The decisive factor is the availability at the filling stations

Technically, too, BMW sees the hurdles falling. The new generation of fuel cells is twice as powerful as its predecessors. Unlike charging with electricity, a fuel cell car can be fully refueled in three minutes. The system was tested in northern Sweden in winter. Unlike cars with batteries, there is no loss of performance, “the fuel cell works even at minus 30 degrees,” promises Weber.

Hydrogen filling station in Berlin

The past shows how difficult the task of fuel cells is.

(Photo: imago images/Jochen Eckel)

And unlike the battery, hardly any lithium, cobalt or other critical raw materials are needed to manufacture the fuel cell. Only expensive platinum is needed – but there is plenty of that in the catalytic converters of the old combustion engines at the scrap yard.

graphic

“There is a certain skepticism at BMW about a purely electric course,” says Stefan Bratzel, Director of the Center of Automotive Management. “The Board of Management therefore wants to keep an alternative to battery power open.”

But as a relatively small car manufacturer, it will be difficult to establish fuel cells on the market, warns Bratzel. This applies to the costs of the drive itself, but also to the availability of a nationwide tank network. “That’s why the fuel cell is a daring bet on the future, especially if no mass manufacturer like Toyota or Volkswagen joins in,” says Bratzel.

The VW Group has not yet followed suit

The past shows how difficult the task of fuel cells is.

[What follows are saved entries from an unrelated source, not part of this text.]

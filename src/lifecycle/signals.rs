//! OS signal handling.

use tokio::signal;

use crate::lifecycle::shutdown::Shutdown;

/// Resolve on SIGINT (Ctrl+C) or SIGTERM.
pub async fn wait_for_shutdown_signal() {
    let ctrl_c = async {
        if let Err(e) = signal::ctrl_c().await {
            tracing::error!(error = %e, "Failed to install Ctrl+C handler");
            std::future::pending::<()>().await;
        }
    };

    #[cfg(unix)]
    let terminate = async {
        match signal::unix::signal(signal::unix::SignalKind::terminate()) {
            Ok(mut sigterm) => {
                sigterm.recv().await;
            }
            Err(e) => {
                tracing::error!(error = %e, "Failed to install SIGTERM handler");
                std::future::pending::<()>().await;
            }
        }
    };

    #[cfg(not(unix))]
    let terminate = std::future::pending::<()>();

    tokio::select! {
        () = ctrl_c => tracing::info!("Received Ctrl+C"),
        () = terminate => tracing::info!("Received SIGTERM"),
    }
}

/// Trigger `shutdown` once a termination signal arrives.
pub fn spawn_signal_listener(shutdown: Shutdown) -> tokio::task::JoinHandle<()> {
    tokio::spawn(async move {
        wait_for_shutdown_signal().await;
        tracing::info!("Initiating graceful shutdown");
        shutdown.trigger();
    })
}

Around the turn of the millennium, it was above all the Daimler managers who raved about the mass use of “cold combustion”. In 2003, Mercedes even launched a small series with the A-Class, but it has remained small series and test fleets to this day. Mercedes is currently only working on a pre-series model of the GLC off-road vehicle, because the focus is “initially on the roll-out of battery-electric vehicles”.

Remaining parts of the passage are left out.